As I stood behind the table, Reenie in an undertone retailed the latest news. Four men had been thrown into the river already, with the sky still blazing white, and not altogether in fun. There had been arguments, having to do with politics, said Reenie; voices had been raised. Apart from the usual river shenanigans, there had been scuffles. Elwood Murray had been knocked down. He was the editor of the weekly paper, having inherited it from two generations of newspaper Murrays: he wrote most of it, and took the pictures for it as well. Luckily he hadn’t been ducked, as that would have damaged his camera, which had cost a good deal of money even second-hand, as Reenie happened to know. He had a nosebleed, and was sitting under a tree with a glass of lemonade and two women fussing around him with dampened handkerchiefs; I could see him from where I was standing.

Was it political, this knocking-down? Reenie didn’t know, but people didn’t like him listening in on what they were saying. In prosperous times Elwood Murray was considered a fool, and maybe what Reenie called a pansy—well, he wasn’t married, and at his age that had to mean something—but he was tolerated and even appreciated, within decent limits, as long as he put in all the names for social events and got them spelled right. But these were not prosperous times, and Elwood Murray was too nosy for his own good. You don’t want every little thing about you written up, said Reenie. Nobody in their right mind would want that.
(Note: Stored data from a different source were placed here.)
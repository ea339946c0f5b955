//! On-demand monomorphization: a generic function is compiled once per
//! concrete instantiation the program actually calls, named
//! `name$<mangled type args>` (spec.md §4.6, §9), the same mangle-and-cache
//! idiom as the teacher's `codegen_ast::generics::instantiate_generic_function`,
//! adapted from LLVM `FunctionValue`s to `vex_bytecode::FunctionDescriptor`s.

use vex_analyzer::{TypedBlock, TypedExpr, TypedExprKind, TypedFunction, TypedMatchArm, TypedParam, TypedPattern, TypedPatternKind, TypedStatement};
use vex_types::{Substitution, Type};

pub(super) fn mangle(name: &str, type_args: &[Type]) -> String {
    if type_args.is_empty() {
        return name.to_string();
    }
    let parts: Vec<String> = type_args.iter().map(|t| t.to_string()).collect();
    format!("{name}${}", parts.join("_"))
}

/// Produces a copy of `func` with every inferred type in its body rewritten
/// through `subst`. Node identity, bindings and resolved symbols are kept —
/// only the `Type`s attached to each node change, which is all a
/// monomorphized instantiation needs (the structure of the body is
/// identical across instantiations).
pub(super) fn substitute_function(func: &TypedFunction, subst: &Substitution) -> TypedFunction {
    TypedFunction {
        name: func.name.clone(),
        scheme: func.scheme.clone(),
        params: func
            .params
            .iter()
            .map(|p| TypedParam { name: p.name.clone(), default: p.default.as_ref().map(|d| subst_expr(d, subst)) })
            .collect(),
        is_variadic: func.is_variadic,
        body: subst_block(&func.body, subst),
    }
}

fn subst_block(block: &TypedBlock, subst: &Substitution) -> TypedBlock {
    TypedBlock { statements: block.statements.iter().map(|s| subst_stmt(s, subst)).collect() }
}

fn subst_stmt(stmt: &TypedStatement, subst: &Substitution) -> TypedStatement {
    match stmt {
        TypedStatement::Let { name, value } => {
            TypedStatement::Let { name: name.clone(), value: subst_expr(value, subst) }
        }
        TypedStatement::Assign { target, value } => {
            TypedStatement::Assign { target: subst_expr(target, subst), value: subst_expr(value, subst) }
        }
        TypedStatement::Return(value) => TypedStatement::Return(value.as_ref().map(|v| subst_expr(v, subst))),
        TypedStatement::Expression(e) => TypedStatement::Expression(subst_expr(e, subst)),
        TypedStatement::If { condition, then_block, else_block } => TypedStatement::If {
            condition: subst_expr(condition, subst),
            then_block: subst_block(then_block, subst),
            else_block: else_block.as_ref().map(|b| subst_block(b, subst)),
        },
        TypedStatement::While { condition, body } => {
            TypedStatement::While { condition: subst_expr(condition, subst), body: subst_block(body, subst) }
        }
        TypedStatement::ForIn { variable, iterable, body } => TypedStatement::ForIn {
            variable: variable.clone(),
            iterable: subst_expr(iterable, subst),
            body: subst_block(body, subst),
        },
        TypedStatement::PatternAssign { pattern, value } => {
            TypedStatement::PatternAssign { pattern: subst_pattern(pattern, subst), value: subst_expr(value, subst) }
        }
        TypedStatement::Other => TypedStatement::Other,
    }
}

fn subst_expr(expr: &TypedExpr, subst: &Substitution) -> TypedExpr {
    let kind = match &expr.kind {
        TypedExprKind::Binary { left, op, right } => {
            TypedExprKind::Binary { left: Box::new(subst_expr(left, subst)), op: op.clone(), right: Box::new(subst_expr(right, subst)) }
        }
        TypedExprKind::Unary { op, expr: inner } => {
            TypedExprKind::Unary { op: op.clone(), expr: Box::new(subst_expr(inner, subst)) }
        }
        TypedExprKind::Call { func, args } => {
            TypedExprKind::Call { func: Box::new(subst_expr(func, subst)), args: args.iter().map(|a| subst_expr(a, subst)).collect() }
        }
        TypedExprKind::MethodCall { receiver, method, args, resolved } => TypedExprKind::MethodCall {
            receiver: Box::new(subst_expr(receiver, subst)),
            method: method.clone(),
            args: args.iter().map(|a| subst_expr(a, subst)).collect(),
            resolved: resolved.clone(),
        },
        TypedExprKind::FieldAccess { object, field } => {
            TypedExprKind::FieldAccess { object: Box::new(subst_expr(object, subst)), field: field.clone() }
        }
        TypedExprKind::Index { object, index } => {
            TypedExprKind::Index { object: Box::new(subst_expr(object, subst)), index: Box::new(subst_expr(index, subst)) }
        }
        TypedExprKind::Tuple(items) => TypedExprKind::Tuple(items.iter().map(|e| subst_expr(e, subst)).collect()),
        TypedExprKind::List(items) => TypedExprKind::List(items.iter().map(|e| subst_expr(e, subst)).collect()),
        TypedExprKind::RecordLiteral { fields, spread } => TypedExprKind::RecordLiteral {
            fields: fields.iter().map(|(n, e)| (n.clone(), subst_expr(e, subst))).collect(),
            spread: spread.as_ref().map(|s| Box::new(subst_expr(s, subst))),
        },
        TypedExprKind::StructLiteral { name, fields } => TypedExprKind::StructLiteral {
            name: name.clone(),
            fields: fields.iter().map(|(n, e)| (n.clone(), subst_expr(e, subst))).collect(),
        },
        TypedExprKind::EnumLiteral { enum_name, variant, data } => TypedExprKind::EnumLiteral {
            enum_name: enum_name.clone(),
            variant: variant.clone(),
            data: data.iter().map(|e| subst_expr(e, subst)).collect(),
        },
        TypedExprKind::Match { value, arms } => TypedExprKind::Match {
            value: Box::new(subst_expr(value, subst)),
            arms: arms.iter().map(|a| subst_arm(a, subst)).collect(),
        },
        TypedExprKind::Block(block, trailing) => {
            TypedExprKind::Block(subst_block(block, subst), trailing.as_ref().map(|t| Box::new(subst_expr(t, subst))))
        }
        TypedExprKind::Closure { params, body } => {
            TypedExprKind::Closure { params: params.clone(), body: Box::new(subst_expr(body, subst)) }
        }
        TypedExprKind::QuestionMark(inner) => TypedExprKind::QuestionMark(Box::new(subst_expr(inner, subst))),
        TypedExprKind::Pipe { left, right } => {
            TypedExprKind::Pipe { left: Box::new(subst_expr(left, subst)), right: Box::new(subst_expr(right, subst)) }
        }
        TypedExprKind::Bind { left, right } => {
            TypedExprKind::Bind { left: Box::new(subst_expr(left, subst)), right: Box::new(subst_expr(right, subst)) }
        }
        leaf => leaf.clone(),
    };
    TypedExpr { id: expr.id, ty: subst.apply(&expr.ty), kind }
}

fn subst_arm(arm: &TypedMatchArm, subst: &Substitution) -> TypedMatchArm {
    TypedMatchArm {
        pattern: subst_pattern(&arm.pattern, subst),
        guard: arm.guard.as_ref().map(|g| subst_expr(g, subst)),
        body: subst_expr(&arm.body, subst),
    }
}

fn subst_pattern(pattern: &TypedPattern, subst: &Substitution) -> TypedPattern {
    let kind = match &pattern.kind {
        TypedPatternKind::Tuple(subs) => TypedPatternKind::Tuple(subs.iter().map(|p| subst_pattern(p, subst)).collect()),
        TypedPatternKind::Struct { name, fields } => TypedPatternKind::Struct {
            name: name.clone(),
            fields: fields.iter().map(|(n, p)| (n.clone(), subst_pattern(p, subst))).collect(),
        },
        TypedPatternKind::Enum { name, variant, data } => TypedPatternKind::Enum {
            name: name.clone(),
            variant: variant.clone(),
            data: data.iter().map(|p| subst_pattern(p, subst)).collect(),
        },
        TypedPatternKind::Array { elements, rest } => TypedPatternKind::Array {
            elements: elements.iter().map(|p| subst_pattern(p, subst)).collect(),
            rest: rest.clone(),
        },
        TypedPatternKind::Or(subs) => TypedPatternKind::Or(subs.iter().map(|p| subst_pattern(p, subst)).collect()),
        TypedPatternKind::Record { fields, open } => TypedPatternKind::Record {
            fields: fields.iter().map(|(n, p)| (n.clone(), subst_pattern(p, subst))).collect(),
            open: *open,
        },
        TypedPatternKind::Literal(expr) => TypedPatternKind::Literal(Box::new(subst_expr(expr, subst))),
        TypedPatternKind::Wildcard => TypedPatternKind::Wildcard,
        TypedPatternKind::Ident(name) => TypedPatternKind::Ident(name.clone()),
    };
    TypedPattern {
        id: pattern.id,
        ty: subst.apply(&pattern.ty),
        bindings: pattern.bindings.iter().map(|(n, t)| (n.clone(), subst.apply(t))).collect(),
        kind,
    }
}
I caught sight of Father, walking among the picnicking workers with his lopsided gait. He was nodding in his abrupt way at this man and that, a nod in which his head appeared to move back on his neck rather than forward. His black eye-patch turned from side to side; from a distance it looked like a hole in his head. His moustache curved like a single dark sideways tusk above his mouth, which clenched now and then into something he must have intended for a smile. His hands were hidden in his pockets.

Beside him was a younger man, a little taller than Father, though unlike Father he had no rumples, no angles. Sleek was the word you thought of. He was wearing a natty Panama and a linen suit that appeared to emit light, it was so fresh and clean. He was very obviously from out of town.

“Who’s that with Father?” I said to Reenie.

Reenie looked without appearing to look, then gave a short laugh. “That’s Mr. Royal Classic, in the flesh. He certainly has the nerve.”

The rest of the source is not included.